In this project we want to create a stock price prediction model using company balance sheet values for various Canadian oil and gas companies. We will be using the Python Yahoo Finance API to get the data, then we would be utilizing Python for data wrangling and cleaning, then we would switch into R, where we would go ahead and attempt to create a powerful regression model to predict the stock price off of a given oil and gas company's balance sheet values. From my accounting knowledge, it was decided that utilizing a balance sheet for stock price prediction would make the most sense as this is the one company financial statement which provides a snapshot in time, whereas other financial statements provide values over a certain period of time.
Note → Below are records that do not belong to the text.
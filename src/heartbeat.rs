//! Heartbeat store — per-agent liveness records pushed by the agents themselves.
//!
//! One record per registered agent, newest write wins. Records live for the
//! duration of the process only: a daemon restart deliberately starts every
//! agent from "never reported". Staleness is judged by the health evaluator;
//! records are never deleted here.

use chrono::{DateTime, Utc};
use serde::{Deserialize, Serialize};
use std::collections::HashMap;
use std::fmt;
use std::sync::Arc;
use thiserror::Error;
use tokio::sync::RwLock;

use crate::registry::AgentRegistry;

/// Self-reported lifecycle state carried by a heartbeat.
///
/// Closed set — unknown wire values fail deserialization at the ingestion
/// boundary instead of being stored as free-form strings.
#[derive(Debug, Clone, Copy, PartialEq, Eq, Serialize, Deserialize)]
#[serde(rename_all = "lowercase")]
pub enum AgentStatus {
    Online,
    Offline,
    Degraded,
    Starting,
    Error,
}

impl AgentStatus {
    pub fn as_str(&self) -> &'static str {
        match self {
            Self::Online => "online",
            Self::Offline => "offline",
            Self::Degraded => "degraded",
            Self::Starting => "starting",
            Self::Error => "error",
        }
    }

    pub fn from_str(s: &str) -> Option<Self> {
        match s {
            "online" => Some(Self::Online),
            "offline" => Some(Self::Offline),
            "degraded" => Some(Self::Degraded),
            "starting" => Some(Self::Starting),
            "error" => Some(Self::Error),
            _ => None,
        }
    }

    /// Whether this status alone rules an agent out of being responsive,
    /// regardless of how fresh the heartbeat is.
    pub fn is_down(&self) -> bool {
        matches!(self, Self::Offline | Self::Error)
    }
}

impl fmt::Display for AgentStatus {
    fn fmt(&self, f: &mut fmt::Formatter<'_>) -> fmt::Result {
        write!(f, "{}", self.as_str())
    }
}

/// Optional counters an agent may attach to a heartbeat. All fields are the
/// agent's own running totals, not deltas.
#[derive(Debug, Clone, Default, Serialize, Deserialize)]
#[serde(rename_all = "camelCase")]
pub struct HeartbeatMetrics {
    pub tasks_completed: Option<u64>,
    pub error_count: Option<u64>,
    pub version: Option<String>,
    pub last_error: Option<String>,
}

/// The stored state for one agent, replaced wholesale on every heartbeat.
#[derive(Debug, Clone, Serialize)]
#[serde(rename_all = "camelCase")]
pub struct HeartbeatRecord {
    pub agent_id: String,
    pub status: AgentStatus,
    pub last_heartbeat: DateTime<Utc>,
    pub first_seen: DateTime<Utc>,
    /// Seconds since the first heartbeat in this process lifetime.
    #[serde(rename = "uptimeSeconds")]
    pub uptime_secs: i64,
    pub tasks_completed: u64,
    pub error_count: u64,
    #[serde(skip_serializing_if = "Option::is_none")]
    pub version: Option<String>,
    #[serde(skip_serializing_if = "Option::is_none")]
    pub last_error: Option<String>,
}

/// Errors surfaced to the ingestion boundary.
#[derive(Debug, Error)]
pub enum HeartbeatError {
    #[error("agent not found: {0}")]
    UnknownAgent(String),
}

/// In-memory heartbeat store. Writes are rejected for ids outside the
/// registry, so a record always corresponds to a cataloged agent.
pub struct HeartbeatStore {
    registry: Arc<AgentRegistry>,
    records: RwLock<HashMap<String, HeartbeatRecord>>,
}

impl HeartbeatStore {
    pub fn new(registry: Arc<AgentRegistry>) -> Self {
        Self {
            registry,
            records: RwLock::new(HashMap::new()),
        }
    }

    /// Record a heartbeat for a registered agent, stamped with the current
    /// time. Metric fields present in `metrics` replace the stored values;
    /// absent fields keep whatever the previous heartbeat carried.
    pub async fn record(
        &self,
        agent_id: &str,
        status: AgentStatus,
        metrics: Option<HeartbeatMetrics>,
    ) -> Result<HeartbeatRecord, HeartbeatError> {
        self.record_at(agent_id, status, metrics, Utc::now()).await
    }

    /// `record` with an explicit timestamp, for callers that already hold a
    /// cycle timestamp and for tests that steer the clock.
    pub async fn record_at(
        &self,
        agent_id: &str,
        status: AgentStatus,
        metrics: Option<HeartbeatMetrics>,
        now: DateTime<Utc>,
    ) -> Result<HeartbeatRecord, HeartbeatError> {
        if !self.registry.contains(agent_id) {
            return Err(HeartbeatError::UnknownAgent(agent_id.to_string()));
        }
        let metrics = metrics.unwrap_or_default();
        let mut records = self.records.write().await;
        let record = match records.get_mut(agent_id) {
            Some(r) => {
                r.status = status;
                r.last_heartbeat = now;
                r.uptime_secs = (now - r.first_seen).num_seconds().max(0);
                if let Some(tasks) = metrics.tasks_completed {
                    r.tasks_completed = tasks;
                }
                if let Some(errors) = metrics.error_count {
                    r.error_count = errors;
                }
                if let Some(version) = metrics.version {
                    r.version = Some(version);
                }
                if let Some(last_error) = metrics.last_error {
                    r.last_error = Some(last_error);
                }
                r.clone()
            }
            None => {
                let record = HeartbeatRecord {
                    agent_id: agent_id.to_string(),
                    status,
                    last_heartbeat: now,
                    first_seen: now,
                    uptime_secs: 0,
                    tasks_completed: metrics.tasks_completed.unwrap_or(0),
                    error_count: metrics.error_count.unwrap_or(0),
                    version: metrics.version,
                    last_error: metrics.last_error,
                };
                records.insert(agent_id.to_string(), record.clone());
                record
            }
        };
        Ok(record)
    }

    /// Fetch a single record by agent id.
    pub async fn get(&self, agent_id: &str) -> Option<HeartbeatRecord> {
        self.records.read().await.get(agent_id).cloned()
    }

    /// Owned copy of every record — a snapshot, not a live view.
    pub async fn snapshot(&self) -> HashMap<String, HeartbeatRecord> {
        self.records.read().await.clone()
    }

    /// Number of agents that have reported at least once.
    pub async fn len(&self) -> usize {
        self.records.read().await.len()
    }

    pub async fn is_empty(&self) -> bool {
        self.records.read().await.is_empty()
    }
}

/// Thread-safe shared store.
pub type SharedHeartbeatStore = Arc<HeartbeatStore>;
This regression model would then be able to be used for a strategy of value investing within the oil and gas industry.

Value Investing: An investment strategy based on looking for stocks which are undervalued by the market at large.
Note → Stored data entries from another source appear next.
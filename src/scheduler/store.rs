//! Task rows and the forward-only state machine over SQLite.

use anyhow::{anyhow, Result};
use serde::{Deserialize, Serialize};
use sqlx::SqlitePool;
use std::time::{SystemTime, UNIX_EPOCH};
use uuid::Uuid;

use crate::storage::with_timeout;

/// Lifecycle of a task. Strictly forward:
/// `scheduled → running → completed | failed`. Terminal rows are never
/// re-opened.
#[derive(Debug, Clone, Copy, PartialEq, Eq, Serialize, Deserialize)]
#[serde(rename_all = "lowercase")]
pub enum TaskStatus {
    Scheduled,
    Running,
    Completed,
    Failed,
}

impl TaskStatus {
    pub fn as_str(&self) -> &'static str {
        match self {
            Self::Scheduled => "scheduled",
            Self::Running => "running",
            Self::Completed => "completed",
            Self::Failed => "failed",
        }
    }

    pub fn from_str(s: &str) -> Option<Self> {
        match s {
            "scheduled" => Some(Self::Scheduled),
            "running" => Some(Self::Running),
            "completed" => Some(Self::Completed),
            "failed" => Some(Self::Failed),
            _ => None,
        }
    }
}

/// One row of the persisted queue. Timestamps are unix seconds.
#[derive(Debug, Clone, sqlx::FromRow, Serialize)]
#[serde(rename_all = "camelCase")]
pub struct ScheduledTask {
    pub id: String,
    pub title: String,
    /// Dispatch key interpreted by the runner.
    pub kind: String,
    /// JSON payload for the runner; shape depends on `kind`.
    pub payload: Option<String>,
    /// Lower is more urgent.
    pub priority: i64,
    pub status: String,
    pub scheduled_for: i64,
    pub started_at: Option<i64>,
    pub completed_at: Option<i64>,
    pub error_message: Option<String>,
    pub created_at: i64,
}

/// Parameters for scheduling a new task.
#[derive(Debug, Clone)]
pub struct NewTask {
    pub title: String,
    pub kind: String,
    pub payload: Option<serde_json::Value>,
    pub priority: i64,
    pub scheduled_for: i64,
}

pub(crate) fn now_ts() -> i64 {
    SystemTime::now()
        .duration_since(UNIX_EPOCH)
        .unwrap_or_default()
        .as_secs() as i64
}

/// Persisted task queue. Producers call [`schedule`](TaskStore::schedule);
/// the cycle engine drives selection and transitions.
#[derive(Clone)]
pub struct TaskStore {
    pool: SqlitePool,
}

impl TaskStore {
    pub fn new(pool: SqlitePool) -> Self {
        Self { pool }
    }

    // ─── Producing ───────────────────────────────────────────────────────────

    /// Insert a new `scheduled` task and return the stored row.
    pub async fn schedule(&self, task: NewTask) -> Result<ScheduledTask> {
        let id = Uuid::new_v4().to_string();
        let now = now_ts();
        let payload = task.payload.map(|p| p.to_string());
        sqlx::query(
            "INSERT INTO scheduled_tasks
               (id, title, kind, payload, priority, status, scheduled_for, created_at)
             VALUES (?, ?, ?, ?, ?, 'scheduled', ?, ?)",
        )
        .bind(&id)
        .bind(&task.title)
        .bind(&task.kind)
        .bind(payload)
        .bind(task.priority)
        .bind(task.scheduled_for)
        .bind(now)
        .execute(&self.pool)
        .await?;
        self.get(&id)
            .await?
            .ok_or_else(|| anyhow!("task not found after insert"))
    }

    pub async fn get(&self, id: &str) -> Result<Option<ScheduledTask>> {
        Ok(sqlx::query_as("SELECT * FROM scheduled_tasks WHERE id = ?")
            .bind(id)
            .fetch_optional(&self.pool)
            .await?)
    }

    // ─── Cycle selection ─────────────────────────────────────────────────────

    /// The batch for one cycle: due `scheduled` tasks, most urgent first,
    /// earliest deadline breaking priority ties, capped at `limit`.
    pub async fn due_tasks(&self, now: i64, limit: u32) -> Result<Vec<ScheduledTask>> {
        with_timeout(async {
            Ok(sqlx::query_as(
                "SELECT * FROM scheduled_tasks
                 WHERE status = 'scheduled' AND scheduled_for <= ?
                 ORDER BY priority ASC, scheduled_for ASC, created_at ASC
                 LIMIT ?",
            )
            .bind(now)
            .bind(limit)
            .fetch_all(&self.pool)
            .await?)
        })
        .await
    }

    /// Total due tasks right now, including any beyond the batch cap.
    pub async fn due_count(&self, now: i64) -> Result<u64> {
        let row: (i64,) = sqlx::query_as(
            "SELECT COUNT(*) FROM scheduled_tasks
             WHERE status = 'scheduled' AND scheduled_for <= ?",
        )
        .bind(now)
        .fetch_one(&self.pool)
        .await?;
        Ok(row.0 as u64)
    }

    // ─── Transitions ─────────────────────────────────────────────────────────

    /// Atomically claim a task for execution: `scheduled → running`. Returns
    /// false if the row was not in `scheduled` (raced, or already terminal) —
    /// a single guarded UPDATE, so there is no TOCTOU window.
    pub async fn claim_running(&self, id: &str) -> Result<bool> {
        let now = now_ts();
        let result = sqlx::query(
            "UPDATE scheduled_tasks SET status = 'running', started_at = ?
             WHERE id = ? AND status = 'scheduled'",
        )
        .bind(now)
        .bind(id)
        .execute(&self.pool)
        .await?;
        Ok(result.rows_affected() > 0)
    }

    /// `running → completed`. Returns false if the row was not `running`.
    pub async fn mark_completed(&self, id: &str) -> Result<bool> {
        let now = now_ts();
        let result = sqlx::query(
            "UPDATE scheduled_tasks SET status = 'completed', completed_at = ?
             WHERE id = ? AND status = 'running'",
        )
        .bind(now)
        .bind(id)
        .execute(&self.pool)
        .await?;
        Ok(result.rows_affected() > 0)
    }

    /// `running → failed`, capturing the execution error verbatim.
    pub async fn mark_failed(&self, id: &str, error: &str) -> Result<bool> {
        let now = now_ts();
        let result = sqlx::query(
            "UPDATE scheduled_tasks
             SET status = 'failed', completed_at = ?, error_message = ?
             WHERE id = ? AND status = 'running'",
        )
        .bind(now)
        .bind(error)
        .bind(id)
        .execute(&self.pool)
        .await?;
        Ok(result.rows_affected() > 0)
    }

    /// Startup recovery: any task a previous (crashed/killed) process left
    /// `running` is failed with an explanatory message. Forward transition —
    /// interrupted tasks are never silently re-opened.
    pub async fn recover_interrupted(&self) -> Result<u64> {
        with_timeout(async {
            let now = now_ts();
            let n = sqlx::query(
                "UPDATE scheduled_tasks
                 SET status = 'failed', completed_at = ?,
                     error_message = 'interrupted by daemon restart'
                 WHERE status = 'running'",
            )
            .bind(now)
            .execute(&self.pool)
            .await?
            .rows_affected();
            Ok(n)
        })
        .await
    }

    // ─── Reporting ───────────────────────────────────────────────────────────

    pub async fn count_with_status(&self, status: TaskStatus) -> Result<u64> {
        let row: (i64,) = sqlx::query_as("SELECT COUNT(*) FROM scheduled_tasks WHERE status = ?")
            .bind(status.as_str())
            .fetch_one(&self.pool)
            .await?;
        Ok(row.0 as u64)
    }

    /// Tasks completed at or after `since` (unix seconds).
    pub async fn completed_since(&self, since: i64) -> Result<u64> {
        let row: (i64,) = sqlx::query_as(
            "SELECT COUNT(*) FROM scheduled_tasks
             WHERE status = 'completed' AND completed_at >= ?",
        )
        .bind(since)
        .fetch_one(&self.pool)
        .await?;
        Ok(row.0 as u64)
    }

    /// Tasks failed at or after `since` (unix seconds).
    pub async fn failed_since(&self, since: i64) -> Result<u64> {
        let row: (i64,) = sqlx::query_as(
            "SELECT COUNT(*) FROM scheduled_tasks
             WHERE status = 'failed' AND completed_at >= ?",
        )
        .bind(since)
        .fetch_one(&self.pool)
        .await?;
        Ok(row.0 as u64)
    }

    /// Scheduled tasks whose deadline has already passed.
    pub async fn overdue_count(&self, now: i64) -> Result<u64> {
        let row: (i64,) = sqlx::query_as(
            "SELECT COUNT(*) FROM scheduled_tasks
             WHERE status = 'scheduled' AND scheduled_for < ?",
        )
        .bind(now)
        .fetch_one(&self.pool)
        .await?;
        Ok(row.0 as u64)
    }

    // ─── Maintenance ─────────────────────────────────────────────────────────

    /// Delete terminal tasks older than `days` days and return the count.
    /// Pass `0` to skip pruning.
    pub async fn prune_finished(&self, days: u32) -> Result<u64> {
        if days == 0 {
            return Ok(0);
        }
        with_timeout(async {
            let cutoff = now_ts() - (days as i64) * 86_400;
            let n = sqlx::query(
                "DELETE FROM scheduled_tasks
                 WHERE status IN ('completed', 'failed') AND completed_at < ?",
            )
            .bind(cutoff)
            .execute(&self.pool)
            .await?
            .rows_affected();
            Ok(n)
        })
        .await
    }
}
### Data Cleaning and Wrangling

In [1]:
# importing relevant packages
import pandas as pd
import numpy as np
import yfinance as yf
from datetime import datetime, timedelta
# suppresses scientific notation for pandas dataframes
pd.options.display.float_format = '{:.0f}'.format

In [2]:
def date_correction(date, stock_prices):
    """
    this function takes a date and then checks if it is present in another pandas series, if it is not,
    we subtract one day and then check again, over and over, until the date is present in the second
    series, and then returns this new date (important as balance sheets are not always recorded on stock
    trading days, therefore the best estimate would be the last stock value right before the balance sheet date)
    """
    while date not in stock_prices.values:
        date -= pd.DateOffset(days = 1)

    return date

# creating a list of relevant canadian oil and gas stock tickers
tickers = ["SU", "CVE", "CNQ", "TRP", "IMO", "ENB", "PPL", "KEY", "XOM", "CVX", "SHEL", "TTE", "COP", "BP",
           "MPC", "OXY", "PXD", "KMI", "WDS", "WMB", "LNG", "MPLX", "SLB", "EOG", "TOU", "SUN", "VLO", "PKN", "OVV"]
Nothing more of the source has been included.